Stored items
━━━━━━━━━━━━━━━━

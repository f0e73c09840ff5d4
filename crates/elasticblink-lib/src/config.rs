//! Monitor configuration, a JSON (or TOML) document re-read every poll cycle.

use std::collections::HashMap;
use std::fmt;
use std::path::{Path, PathBuf};
use std::time::Duration;

use serde::{Deserialize, Deserializer, Serialize};

use crate::led::Color;
use crate::status::StatusColorTable;

/// Poll interval used when `poll_period_seconds` is absent.
pub const DEFAULT_POLL_PERIOD: Duration = Duration::from_secs(60);

#[derive(Debug, Clone, Default, PartialEq, Serialize, Deserialize)]
pub struct Config {
    /// Name of the cluster to watch, matched verbatim against `_cat/health` rows.
    #[serde(default, skip_serializing_if = "Option::is_none")]
    pub cluster_name: Option<String>,

    /// Connection parameters. Absent = monitoring disabled.
    #[serde(default, skip_serializing_if = "Option::is_none")]
    pub elastic_credentials: Option<ElasticCredentials>,

    /// Status label → color. Replaces the default table entirely when present.
    #[serde(default, skip_serializing_if = "Option::is_none")]
    pub status_color: Option<HashMap<String, Color>>,

    /// Seconds between polls. Default: 60.
    #[serde(
        default,
        deserialize_with = "lenient_seconds",
        skip_serializing_if = "Option::is_none"
    )]
    pub poll_period_seconds: Option<u64>,

    /// Upper bound on each HTTP request, in seconds. Absent = transport default.
    #[serde(
        default,
        deserialize_with = "lenient_seconds",
        skip_serializing_if = "Option::is_none"
    )]
    pub request_timeout_seconds: Option<u64>,
}

#[derive(Debug, Clone, PartialEq, Serialize, Deserialize)]
pub struct ElasticCredentials {
    #[serde(default = "default_protocol")]
    pub protocol: String,
    pub host: String,
    #[serde(deserialize_with = "string_or_number")]
    pub port: String,
    #[serde(deserialize_with = "string_or_number")]
    pub user: String,
    #[serde(deserialize_with = "string_or_number")]
    pub pass: String,
}

fn default_protocol() -> String {
    "http".into()
}

impl ElasticCredentials {
    /// `protocol://host:port`
    pub fn base_url(&self) -> String {
        format!("{}://{}:{}", self.protocol, self.host, self.port)
    }
}

#[derive(Deserialize)]
#[serde(untagged)]
enum Lenient {
    Number(u64),
    Text(String),
}

fn string_or_number<'de, D: Deserializer<'de>>(deserializer: D) -> Result<String, D::Error> {
    Ok(match Lenient::deserialize(deserializer)? {
        Lenient::Number(n) => n.to_string(),
        Lenient::Text(s) => s,
    })
}

fn lenient_seconds<'de, D: Deserializer<'de>>(deserializer: D) -> Result<Option<u64>, D::Error> {
    match Option::<Lenient>::deserialize(deserializer)? {
        None => Ok(None),
        Some(Lenient::Number(n)) => Ok(Some(n)),
        Some(Lenient::Text(s)) => s.trim().parse().map(Some).map_err(|_| {
            serde::de::Error::custom(format!("expected a whole number of seconds, got \"{s}\""))
        }),
    }
}

/// On-disk format, chosen by file extension.
#[derive(Debug, Clone, Copy, PartialEq, Eq)]
pub enum ConfigFormat {
    Json,
    Toml,
}

impl ConfigFormat {
    /// `.toml` → TOML, anything else → JSON.
    pub fn from_path(path: &Path) -> Self {
        match path.extension().and_then(|e| e.to_str()) {
            Some(ext) if ext.eq_ignore_ascii_case("toml") => ConfigFormat::Toml,
            _ => ConfigFormat::Json,
        }
    }
}

/// Why a configuration could not be used.
#[derive(Debug)]
pub enum ConfigError {
    NotFound(PathBuf),
    Read {
        path: PathBuf,
        source: std::io::Error,
    },
    Parse {
        path: PathBuf,
        message: String,
    },
    MissingClusterName,
    Invalid(String),
}

impl fmt::Display for ConfigError {
    fn fmt(&self, f: &mut fmt::Formatter<'_>) -> fmt::Result {
        match self {
            ConfigError::NotFound(path) => write!(
                f,
                "Config file specified does not exist: {}. Please check these details.",
                path.display()
            ),
            ConfigError::Read { path, source } => {
                write!(f, "Cannot read config file {}: {source}", path.display())
            }
            ConfigError::Parse { path, message } => {
                write!(f, "Config parse error ({}): {message}", path.display())
            }
            ConfigError::MissingClusterName => write!(
                f,
                "Missing 'cluster_name' attribute in your configuration. \
                 This should be present referencing the cluster you wish to monitor"
            ),
            ConfigError::Invalid(e) => write!(f, "Config error: {e}"),
        }
    }
}

impl std::error::Error for ConfigError {
    fn source(&self) -> Option<&(dyn std::error::Error + 'static)> {
        match self {
            ConfigError::Read { source, .. } => Some(source),
            _ => None,
        }
    }
}

impl Config {
    /// Read, parse and validate the configuration at `path`.
    pub fn load(path: &Path) -> Result<Self, ConfigError> {
        let config = Self::load_unvalidated(path)?;
        config.validate()?;
        Ok(config)
    }

    /// Read and parse without checking required fields.
    pub fn load_unvalidated(path: &Path) -> Result<Self, ConfigError> {
        if !path.exists() {
            return Err(ConfigError::NotFound(path.to_path_buf()));
        }
        let contents = std::fs::read_to_string(path).map_err(|source| ConfigError::Read {
            path: path.to_path_buf(),
            source,
        })?;
        Self::parse(&contents, ConfigFormat::from_path(path)).map_err(|message| {
            ConfigError::Parse {
                path: path.to_path_buf(),
                message,
            }
        })
    }

    /// Parse a configuration document.
    pub fn parse(contents: &str, format: ConfigFormat) -> Result<Self, String> {
        match format {
            ConfigFormat::Json => serde_json::from_str(contents).map_err(|e| e.to_string()),
            ConfigFormat::Toml => toml::from_str(contents).map_err(|e| e.to_string()),
        }
    }

    /// Check required fields and value ranges.
    pub fn validate(&self) -> Result<(), ConfigError> {
        if self.cluster_name().is_none() {
            return Err(ConfigError::MissingClusterName);
        }
        if self.poll_period_seconds == Some(0) {
            return Err(ConfigError::Invalid(
                "poll_period_seconds must be at least 1".into(),
            ));
        }
        if self.request_timeout_seconds == Some(0) {
            return Err(ConfigError::Invalid(
                "request_timeout_seconds must be at least 1".into(),
            ));
        }
        Ok(())
    }

    /// The configured cluster name, if present and not blank.
    pub fn cluster_name(&self) -> Option<&str> {
        self.cluster_name
            .as_deref()
            .filter(|name| !name.trim().is_empty())
    }

    /// Configured color table, or the default green/yellow/red table.
    pub fn status_table(&self) -> StatusColorTable {
        match &self.status_color {
            Some(table) => StatusColorTable::from(table.clone()),
            None => StatusColorTable::default(),
        }
    }

    /// Configured poll interval, or [`DEFAULT_POLL_PERIOD`].
    pub fn poll_period(&self) -> Duration {
        self.poll_period_seconds
            .map(Duration::from_secs)
            .unwrap_or(DEFAULT_POLL_PERIOD)
    }

    pub fn request_timeout(&self) -> Option<Duration> {
        self.request_timeout_seconds.map(Duration::from_secs)
    }
}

━━━━━━━━━━━━━━━━

What to do = Read through the data above. Report each line that has the word "PathBuf".

Solution to the exercise =
use std::path::{Path, PathBuf};
    NotFound(PathBuf),
        path: PathBuf,
        path: PathBuf,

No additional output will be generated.